By Charles Cirtwill

In both the House and the Senate, a measure was recently introduced to “allow American consumers, pharmacists and wholesalers access to Food and Drug Administration (FDA) approved prescription drugs at world market prices.”

How? By allowing the re-importation of pharmaceuticals from Canada and other Western nations. As a means to control costs, this approach is mistaken in principle.

There is no “world market price” for drugs because each country is its own market. By blending the US market with the Canadian one we won’t lower US prices, we will increase Canadian prices. None of this debate over the cost of prescription drugs really matters in any case as what we should be concerned about is the total cost of care — drugs, primary and emergency care, chronic and tertiary care.

A little more than a half century ago, Jonas Salk burst onto the scene with a groundbreaking vaccine to eradicate polio in the United States. The vaccine meant that thousands who might otherwise have been stricken down by the deadly disease, or confined to iron lungs in the vast polio wards of hospitals, would now live longer, healthier lives.

When we think of medicine, we tend to remember dramatic changes like Salk’s vaccine or Alexander Fleming’s chance discovery of penicillin in 1928 — innovations that saved untold millions of lives, but now belong to a long-gone past of miracle cures. Today, stories about modern health care all seem to be about small, incremental advances, like a cure for male-pattern baldness, a remedy for ulcers, or a marginally improved AIDS treatment.

The impression is that the pharmaceutical industry is stagnant, even as prescription drug prices skyrocket and public health budgets strain under the burden.

Why should we unload our pocketbooks and public treasuries for such small cures?

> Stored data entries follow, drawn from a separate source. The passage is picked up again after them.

use std::io::Cursor;
use std::sync::atomic::{AtomicUsize, Ordering};

use super::*;
use crate::foundation::core::Rgba8Premul;

fn png_bytes(w: u32, h: u32, px: [u8; 4]) -> Vec<u8> {
    let img = image::RgbaImage::from_pixel(w, h, image::Rgba(px));
    let mut buf = Vec::new();
    image::DynamicImage::ImageRgba8(img)
        .write_to(&mut Cursor::new(&mut buf), image::ImageFormat::Png)
        .unwrap();
    buf
}

fn scratch_dir(name: &str) -> PathBuf {
    let dir = std::env::temp_dir().join(format!(
        "printstack-loader-{name}-{}",
        std::process::id()
    ));
    let _ = std::fs::remove_dir_all(&dir);
    std::fs::create_dir_all(&dir).unwrap();
    dir
}

/// Loader whose futures finish after a per-URL delay and count how often each URL was asked for.
struct DelayLoader {
    delays: HashMap<String, Duration>,
    calls: AtomicUsize,
}

impl ImageLoader for DelayLoader {
    fn load(&self, url: &str) -> LoadFuture {
        self.calls.fetch_add(1, Ordering::SeqCst);
        let delay = self.delays.get(url).copied();
        let color = if url.starts_with("slow") {
            Rgba8Premul::from_straight_rgba(255, 0, 0, 255)
        } else {
            Rgba8Premul::from_straight_rgba(0, 0, 255, 255)
        };
        Box::pin(async move {
            match delay {
                Some(d) => tokio::time::sleep(d).await,
                None => std::future::pending::<()>().await,
            }
            Ok::<_, PrintstackError>(Arc::new(Bitmap::solid(1, 1, color)?))
        })
    }
}

#[test]
fn normalize_path_rules() {
    assert_eq!(normalize_rel_path("a/b.png").unwrap(), "a/b.png");
    assert_eq!(normalize_rel_path("a\\.\\b.png").unwrap(), "a/b.png");
    assert_eq!(normalize_rel_path("file://prints/x.png").unwrap(), "prints/x.png");
    assert!(normalize_rel_path("../x.png").is_err());
    assert!(normalize_rel_path("/abs.png").is_err());
    assert!(normalize_rel_path("C:/abs.png").is_err());
    assert!(normalize_rel_path("./").is_err());
}

#[tokio::test]
async fn fs_loader_reads_and_decodes_relative_files() {
    let dir = scratch_dir("fs");
    std::fs::create_dir_all(dir.join("prints")).unwrap();
    std::fs::write(dir.join("prints/red.png"), png_bytes(3, 2, [255, 0, 0, 255])).unwrap();

    let loader = FsImageLoader::new(&dir);
    let bmp = loader.load("prints/red.png").await.unwrap();
    assert_eq!((bmp.width(), bmp.height()), (3, 2));
    assert_eq!(bmp.sample(2, 1), [255, 0, 0, 255]);

    assert!(loader.load("prints/missing.png").await.is_err());
    assert!(matches!(
        loader.load("../escape.png").await,
        Err(PrintstackError::Validation(_))
    ));
    let _ = std::fs::remove_dir_all(&dir);
}

#[tokio::test]
async fn memory_loader_serves_registered_images() {
    let loader = MemoryImageLoader::new();
    loader
        .insert_encoded("logo.png", &png_bytes(2, 2, [0, 255, 0, 255]))
        .unwrap();
    assert_eq!(loader.load("logo.png").await.unwrap().sample(0, 0), [0, 255, 0, 255]);
    assert!(matches!(
        loader.load("other.png").await,
        Err(PrintstackError::Resolution(_))
    ));
    assert!(loader.remove("logo.png"));
    assert!(loader.load("logo.png").await.is_err());
}

#[tokio::test(start_paused = true)]
async fn results_follow_input_order_not_completion_order() {
    let loader = DelayLoader {
        delays: HashMap::from([
            ("slow.png".to_owned(), Duration::from_millis(300)),
            ("fast.png".to_owned(), Duration::from_millis(1)),
        ]),
        calls: AtomicUsize::new(0),
    };
    let slow = ImageRef::url("slow.png");
    let fast = ImageRef::url("fast.png");
    let refs = [Some(&slow), None, Some(&fast), Some(&slow)];

    let out = resolve_images(&loader, &refs, Duration::from_secs(1)).await;
    assert_eq!(out.len(), 4);
    assert!(out[1].is_none());
    let px = |i: usize| out[i].as_ref().unwrap().as_ref().unwrap().sample(0, 0);
    assert_eq!(px(0), [255, 0, 0, 255]);
    assert_eq!(px(2), [0, 0, 255, 255]);
    assert_eq!(px(3), [255, 0, 0, 255]);
    // Duplicate URLs are fetched once.
    assert_eq!(loader.calls.load(Ordering::SeqCst), 2);
}

#[tokio::test(start_paused = true)]
async fn stuck_loads_time_out() {
    let loader = DelayLoader {
        delays: HashMap::from([("fast.png".to_owned(), Duration::from_millis(5))]),
        calls: AtomicUsize::new(0),
    };
    let stuck = ImageRef::url("stuck.png");
    let fast = ImageRef::url("fast.png");
    let timeout = Duration::from_millis(50);

    let out = resolve_images(&loader, &[Some(&stuck), Some(&fast)], timeout).await;
    assert_eq!(out[0], Some(Err(LayerFailure::Timeout(timeout))));
    assert!(out[1].as_ref().unwrap().is_ok());
}

#[tokio::test]
async fn decoded_bitmaps_skip_the_loader() {
    let loader = MemoryImageLoader::new();
    let bmp = ImageRef::from(Bitmap::solid(1, 1, Rgba8Premul::white()).unwrap());
    let out = resolve_images(&loader, &[Some(&bmp)], Duration::from_millis(10)).await;
    assert_eq!(out[0].as_ref().unwrap().as_ref().unwrap().sample(0, 0), [255; 4]);
}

The simple answer is that the alternatives — costly emergency room visits and hospital stays — are often vastly more expensive. Frank Lichtenberg, a professor at Columbia University, is an economist who has devoted a great deal of time to studying the pharmaceuticals industry. In 1996, he found that the numbers of drug prescriptions and hospital bed stays were inversely proportional — that is, the more that doctors prescribed drugs for treatment, the fewer trips to the hospital their patients required.

On average, Lichtenberg discovered that writing an additional 100 prescriptions would mean 16.3 fewer days in the hospital. And every additional dollar spent on prescription drugs reduces total health care costs by $2.65 in fewer hospital visits.

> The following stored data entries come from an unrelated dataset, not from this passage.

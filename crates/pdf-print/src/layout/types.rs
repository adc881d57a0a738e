//! Layout data types
//!
//! These types sit between the geometry calculations and PDF rendering:
//! a [`PageDescriptor`] holds everything needed to draw one sheet.

use crate::marks::LineSegment;

/// Position within the grid (row, column)
#[derive(Debug, Clone, Copy, PartialEq, Eq)]
pub struct GridPosition {
    /// Row index (0 = top row)
    pub row: usize,
    /// Column index (0 = leftmost column)
    pub col: usize,
}

impl GridPosition {
    pub fn new(row: usize, col: usize) -> Self {
        Self { row, col }
    }
}

/// A rectangular area in points
#[derive(Debug, Clone, Copy, PartialEq, Default)]
pub struct Rect {
    /// X position (left edge)
    pub x: f32,
    /// Y position (bottom edge)
    pub y: f32,
    /// Width
    pub width: f32,
    /// Height
    pub height: f32,
}

impl Rect {
    pub fn new(x: f32, y: f32, width: f32, height: f32) -> Self {
        Self {
            x,
            y,
            width,
            height,
        }
    }

    /// Right edge x coordinate
    pub fn right(&self) -> f32 {
        self.x + self.width
    }

    /// Top edge y coordinate
    pub fn top(&self) -> f32 {
        self.y + self.height
    }

    pub fn area(&self) -> f32 {
        self.width * self.height
    }

    /// Whether the two rectangles share interior area
    pub fn overlaps(&self, other: &Rect) -> bool {
        self.x < other.right()
            && other.x < self.right()
            && self.y < other.top()
            && other.y < self.top()
    }
}

/// Small text printed on a page for assembly guidance
#[derive(Debug, Clone, PartialEq)]
pub struct PageLabel {
    pub text: String,
    /// Baseline start, page coordinates
    pub x: f32,
    pub y: f32,
    pub font_size: f32,
    /// Fill gray level (0 = black)
    pub gray: f32,
}

/// Everything needed to render one output page
#[derive(Debug, Clone, PartialEq)]
pub struct PageDescriptor {
    /// Grid cell this page prints (0,0 for single sheets)
    pub cell: GridPosition,
    /// Page size in points (bleed included)
    pub width: f32,
    pub height: f32,
    /// Bleed width in points, for the TrimBox
    pub bleed: f32,
    /// Where the source image is drawn, page coordinates.
    /// May extend past the page; the page box clips it.
    pub image_rect: Rect,
    pub crop_marks: Vec<LineSegment>,
    pub label: Option<PageLabel>,
}
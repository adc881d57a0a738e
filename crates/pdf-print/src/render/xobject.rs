//! Image XObject creation
//!
//! The source image is added to the output document once and referenced
//! by name from every page that draws it.

use crate::raster::{ColorSpace, RasterData, RasterImage};
use lopdf::{Dictionary, Document, Object, ObjectId, Stream};

/// Add a raster image to the document as an Image XObject.
pub fn create_image_xobject(output: &mut Document, image: &RasterImage) -> ObjectId {
    let mut dict = image_dictionary(image.width, image.height, image.color_space);

    let content = match &image.data {
        RasterData::Jpeg { data, inverted } => {
            dict.set("Filter", Object::Name(b"DCTDecode".to_vec()));
            if *inverted {
                dict.set("Decode", inverted_decode(image.color_space));
            }
            data.clone()
        }
        RasterData::Samples { pixels, alpha } => {
            if let Some(alpha) = alpha {
                let smask = Stream::new(
                    image_dictionary(image.width, image.height, ColorSpace::DeviceGray),
                    alpha.clone(),
                );
                let smask_id = output.add_object(smask);
                dict.set("SMask", Object::Reference(smask_id));
            }
            pixels.clone()
        }
    };

    // DCT data must not be Flate-wrapped again
    let allows_compression = !matches!(image.data, RasterData::Jpeg { .. });
    let mut stream = Stream::new(dict, content);
    stream.allows_compression = allows_compression;

    output.add_object(stream)
}

fn image_dictionary(width: u32, height: u32, color_space: ColorSpace) -> Dictionary {
    let mut dict = Dictionary::new();
    dict.set("Type", Object::Name(b"XObject".to_vec()));
    dict.set("Subtype", Object::Name(b"Image".to_vec()));
    dict.set("Width", Object::Integer(width as i64));
    dict.set("Height", Object::Integer(height as i64));
    dict.set("ColorSpace", Object::Name(color_space.pdf_name().to_vec()));
    dict.set("BitsPerComponent", Object::Integer(8));
    dict
}

/// `[1 0 1 0 ...]`, one pair per colour component
fn inverted_decode(color_space: ColorSpace) -> Object {
    let components = match color_space {
        ColorSpace::DeviceGray => 1,
        ColorSpace::DeviceRgb => 3,
        ColorSpace::DeviceCmyk => 4,
    };
    Object::Array(
        (0..components)
            .flat_map(|_| [Object::Integer(1), Object::Integer(0)])
            .collect(),
    )
}
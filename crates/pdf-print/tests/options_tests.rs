use pdf_print::*;

#[test]
fn test_default_constants() {
    let constants = PrintConstants::default();
    assert_eq!(constants.points_per_inch, 72.0);
    assert_eq!(constants.bleed_pts(), 9.0);
    assert_eq!(constants.safe_zone_pts(), 18.0);
    assert_eq!(constants.crop_mark_gap_pt, 9.0);
    assert_eq!(constants.crop_mark_width_pt, 0.5);
}

#[test]
fn test_default_options_validate() {
    let options = ComposeOptions::default();
    assert!(options.validate().is_ok());
    assert!(!options.producer.is_empty());
}

#[test]
fn test_validation_gap_outside_bleed() {
    let mut options = ComposeOptions::default();
    options.constants.crop_mark_gap_pt = 12.0;

    match options.validate() {
        Err(PrintError::Config(msg)) => assert!(msg.contains("Crop mark gap")),
        other => panic!("Expected Config error, got {:?}", other),
    }
}

#[test]
fn test_validation_rejects_bad_values() {
    let mut options = ComposeOptions::default();
    options.constants.points_per_inch = 0.0;
    assert!(options.validate().is_err());

    let mut options = ComposeOptions::default();
    options.constants.bleed_inches = -0.1;
    assert!(options.validate().is_err());

    let mut options = ComposeOptions::default();
    options.constants.crop_mark_width_pt = 0.0;
    assert!(options.validate().is_err());

    let mut options = ComposeOptions::default();
    options.producer = "  ".to_string();
    assert!(options.validate().is_err());
}

#[tokio::test]
async fn test_save_and_load_options() {
    use tempfile::NamedTempFile;

    let temp = NamedTempFile::new().unwrap();
    let mut options = ComposeOptions::default();
    options.producer = "Corner Print Shop".to_string();
    options.constants.crop_mark_width_pt = 0.25;

    options.save(temp.path()).await.unwrap();
    let loaded = ComposeOptions::load(temp.path()).await.unwrap();

    assert_eq!(loaded, options);
}

#[tokio::test]
async fn test_load_partial_options_uses_defaults() {
    use tempfile::NamedTempFile;

    let temp = NamedTempFile::new().unwrap();
    std::fs::write(temp.path(), r#"{ "producer": "Kiosk 3" }"#).unwrap();

    let loaded = ComposeOptions::load(temp.path()).await.unwrap();
    assert_eq!(loaded.producer, "Kiosk 3");
    assert_eq!(loaded.constants, PrintConstants::default());
}

#[tokio::test]
async fn test_load_invalid_json() {
    use tempfile::NamedTempFile;

    let temp = NamedTempFile::new().unwrap();
    std::fs::write(temp.path(), "not json").unwrap();

    match ComposeOptions::load(temp.path()).await {
        Err(PrintError::Config(msg)) => assert!(msg.contains("Failed to parse config")),
        other => panic!("Expected Config error, got {:?}", other),
    }
}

Yet policymakers often narrowly focus on lowering the bottom line of drug costs. This myopia regularly takes a heavy toll. In 1997, the U.S. Department of Veterans Affairs adopted the National Formulary, a program that sought to control costs by restricting coverage of newer, more expensive drugs in favor of older, cheaper varieties. Lichtenberg reports that “the life expectancy of veterans increased substantially before the National Formulary was introduced but did not increase, and may even have declined, after.”

Or consider this: A 2004 study by the National Bureau of Economic Research found that raising co-payments to reduce the use of diabetes drugs would actually increase overall treatment costs by $235 million. And the New England Journal of Medicine recently reported that, although patients in health plans with capped drug benefits spent 31 percent less at the pharmacy, that savings was wiped out by increases in emergency department and in-patient care.

The same holds true for countless other Americans who suffer from chronic but treatable illnesses. Especially for those of limited means, even a small increase in co-payments on necessary prescriptions can force individuals to cut back on treatment regimens for long-term conditions like asthma, diabetes, or chronic heart failure. When that happens, more — and vastly more expensive — visits to hospitals and the emergency room follow.

The main reason health care providers and government bureaucracies make such myopic choices is something economists call “silo budgeting.” Bureaucrats and government officials in the health care industry focus on reducing costs in one category — prescription drug coverage — without considering how their decisions affect overall costs.

In a health care system where budgets for doctors, hospitals, and drugs are managed separately, it’s difficult to justify increased spending on drugs because the overall benefit — fewer hospital stays — shows up on someone else’s budget.

We ought to be figuring out how to increase, not limit, access to drugs. Broader formularies, lower co-pays, higher drug expenditure allowances, wider access to new drugs, even at the experimental stage.

The good news is that some people are leading the way. The American Journal of Managed Care recently reported that mailing service provider Pitney Bowes lowered out-of-pocket drug costs for workers and family members suffering from diabetes and asthma, with the result that “overall spending among these employees fell by about 12 percent, primarily due to large reductions in [emergency department] use and hospitalizations.”

Clearly, it’s time our health care providers abandon the penny-wise, pound-foolish practices of the past. We need to make sure our health care plans, both public and private, are designed to give Americans access to the latest cures and the best medicines. Doing that may not capture the imagination the same way that Fleming or Salk did with their miracle cures, but it will achieve results just as dramatic — lower costs and longer, healthier lives.

Charles Cirtwill is acting president of theAtlantic Institute for Market Studies, a public policy think tank based in Halifax, Canada that has done extensive work on health policy issues.